Work item: Your answer should be every line of the records that contains the word "fetched".

Collected data entries:
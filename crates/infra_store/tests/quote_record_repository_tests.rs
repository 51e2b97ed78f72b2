//! Quote Record Repository Tests
//!
//! Runs the snapshot-backed repository and adapter against real files in a
//! temp directory.

use core_kernel::{HealthCheckable, PortError};
use domain_records::QuoteRecordPatch;
use infra_store::{QuoteRecordRepository, StoreError};
use test_utils::{RecordFixtures, TempStore};

fn ids(records: &[domain_records::QuoteRecord]) -> Vec<String> {
    records.iter().map(|record| record.id.clone()).collect()
}

mod seeding_tests {
    use super::*;

    #[tokio::test]
    async fn test_fresh_store_is_seeded() {
        let store = TempStore::new();
        let repo = store.seeded_repository();
        assert!(!store.path().exists());

        let records = repo.list().await.unwrap();

        assert_eq!(ids(&records), vec!["Q1001", "Q1002", "Q1003", "Q1004", "Q1005"]);
        assert!(store.path().exists());
        assert_eq!(store.read_snapshot().as_array().unwrap().len(), 5);
    }

    /// A store emptied by deletes is never re-seeded
    #[tokio::test]
    async fn test_seed_written_once() {
        let store = TempStore::new();
        let repo = store.seeded_repository();

        repo.delete("Q1001").await.unwrap();
        assert_eq!(repo.list().await.unwrap().len(), 4);

        let reopened = store.seeded_repository();
        assert_eq!(reopened.list().await.unwrap().len(), 4);
    }

    #[tokio::test]
    async fn test_unseeded_store_starts_empty() {
        let store = TempStore::new();
        let repo = store.empty_repository();

        assert!(repo.list().await.unwrap().is_empty());
        assert_eq!(store.read_snapshot(), serde_json::json!([]));
    }

    #[tokio::test]
    async fn test_custom_seed() {
        let store = TempStore::new();
        let repo = QuoteRecordRepository::with_seed(store.path(), vec![RecordFixtures::full("Q1")]);

        let record = repo.get("Q1").await.unwrap();
        assert_eq!(record, RecordFixtures::full("Q1"));
        assert_eq!(repo.path().await, store.path());
    }
}

mod upsert_tests {
    use super::*;

    #[tokio::test]
    async fn test_upsert_round_trip() {
        let store = TempStore::new();
        let repo = store.empty_repository();

        let created = repo.upsert("Q2000", RecordFixtures::full_patch()).await.unwrap();
        let fetched = repo.get("Q2000").await.unwrap();

        assert_eq!(created, fetched);
        assert_eq!(fetched, RecordFixtures::full("Q2000"));
    }

    /// A new record holds only the fields supplied
    #[tokio::test]
    async fn test_upsert_adds_no_defaults() {
        let store = TempStore::new();
        let repo = store.empty_repository();

        repo.upsert("Q2000", QuoteRecordPatch::new().customer("Ada Byron"))
            .await
            .unwrap();

        assert_eq!(
            store.read_snapshot(),
            serde_json::json!([{ "id": "Q2000", "customer": "Ada Byron" }])
        );
    }

    #[tokio::test]
    async fn test_upsert_merges_existing() {
        let store = TempStore::new();
        let repo = store.seeded_repository();

        let record = repo
            .upsert("Q1002", QuoteRecordPatch::new().premium("$900.00"))
            .await
            .unwrap();

        assert_eq!(record.premium.as_deref(), Some("$900.00"));
        assert_eq!(record.customer.as_deref(), Some("Sarah Johnson"));
        assert_eq!(repo.list().await.unwrap().len(), 5);
    }

    /// Concurrent writers never lose each other's records
    #[tokio::test(flavor = "multi_thread", worker_threads = 4)]
    async fn test_concurrent_upserts() {
        let store = TempStore::new();
        let repo = store.empty_repository();

        let handles: Vec<_> = (0..20)
            .map(|i| {
                let repo = repo.clone();
                tokio::spawn(async move {
                    repo.upsert(&format!("Q{}", 3000 + i), QuoteRecordPatch::new().status("new"))
                        .await
                })
            })
            .collect();

        for handle in handles {
            handle.await.unwrap().unwrap();
        }

        let records = repo.list().await.unwrap();
        assert_eq!(records.len(), 20);
        assert_eq!(store.read_snapshot().as_array().unwrap().len(), 20);
    }
}

mod not_found_tests {
    use super::*;

    #[tokio::test]
    async fn test_missing_record() {
        let store = TempStore::new();
        let repo = store.seeded_repository();
        repo.list().await.unwrap();
        let before = store.read_snapshot();

        assert!(repo.get("Q9999").await.unwrap_err().is_not_found());
        assert!(repo
            .update("Q9999", QuoteRecordPatch::new().status("contacted"))
            .await
            .unwrap_err()
            .is_not_found());
        assert!(repo.delete("Q9999").await.unwrap_err().is_not_found());

        assert_eq!(store.read_snapshot(), before);
    }

    #[tokio::test]
    async fn test_update_existing() {
        let store = TempStore::new();
        let repo = store.seeded_repository();

        let record = repo
            .update("Q1001", QuoteRecordPatch::new().status("contacted"))
            .await
            .unwrap();

        assert!(record.is_contacted());
        assert!(repo.get("Q1001").await.unwrap().is_contacted());
    }
}

mod delete_tests {
    use super::*;

    #[tokio::test]
    async fn test_delete_preserves_order() {
        let store = TempStore::new();
        let repo = store.seeded_repository();

        let removed = repo.delete("Q1003").await.unwrap();

        assert_eq!(removed.customer.as_deref(), Some("Michael Brown"));
        assert_eq!(
            ids(&repo.list().await.unwrap()),
            vec!["Q1001", "Q1002", "Q1004", "Q1005"]
        );
    }
}

mod corruption_tests {
    use super::*;

    #[tokio::test]
    async fn test_corrupt_snapshot_is_an_error() {
        let store = TempStore::new();
        store.write_raw("{ not json");
        let repo = store.seeded_repository();

        let err = repo.list().await.unwrap_err();
        assert!(matches!(err, StoreError::Serialization(_)));

        // The corrupt file is left for inspection
        assert_eq!(std::fs::read_to_string(store.path()).unwrap(), "{ not json");
    }

    #[tokio::test]
    async fn test_adapter_maps_corruption_to_storage() {
        let store = TempStore::new();
        store.write_raw("[{\"customer\": \"no id\"}]");
        let port = store.seeded_port();

        let err = port.list().await.unwrap_err();
        assert!(matches!(err, PortError::Storage { .. }));
    }
}

mod adapter_tests {
    use super::*;

    #[tokio::test]
    async fn test_adapter_not_found() {
        let store = TempStore::new();
        let port = store.seeded_port();

        let err = port.get("Q9999").await.unwrap_err();
        assert!(err.is_not_found());
    }

    #[tokio::test]
    async fn test_adapter_round_trip() {
        let store = TempStore::new();
        let port = store.empty_port();

        port.upsert("Q2000", RecordFixtures::full_patch()).await.unwrap();
        let record = port.update("Q2000", QuoteRecordPatch::new().status("contacted")).await.unwrap();

        assert!(record.is_contacted());
        assert_eq!(port.delete("Q2000").await.unwrap().id, "Q2000");
        assert!(port.list().await.unwrap().is_empty());
    }

    #[tokio::test]
    async fn test_health_check() {
        let store = TempStore::new();
        let port = store.seeded_port();

        let health = port.health_check().await;
        assert!(health.is_healthy());
        assert_eq!(health.message.as_deref(), Some("5 records"));

        store.write_raw("garbage");
        assert!(!port.health_check().await.is_healthy());
    }
}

Answer for the task:
        let fetched = repo.get("Q2000").await.unwrap();
        assert_eq!(created, fetched);
        assert_eq!(fetched, RecordFixtures::full("Q2000"));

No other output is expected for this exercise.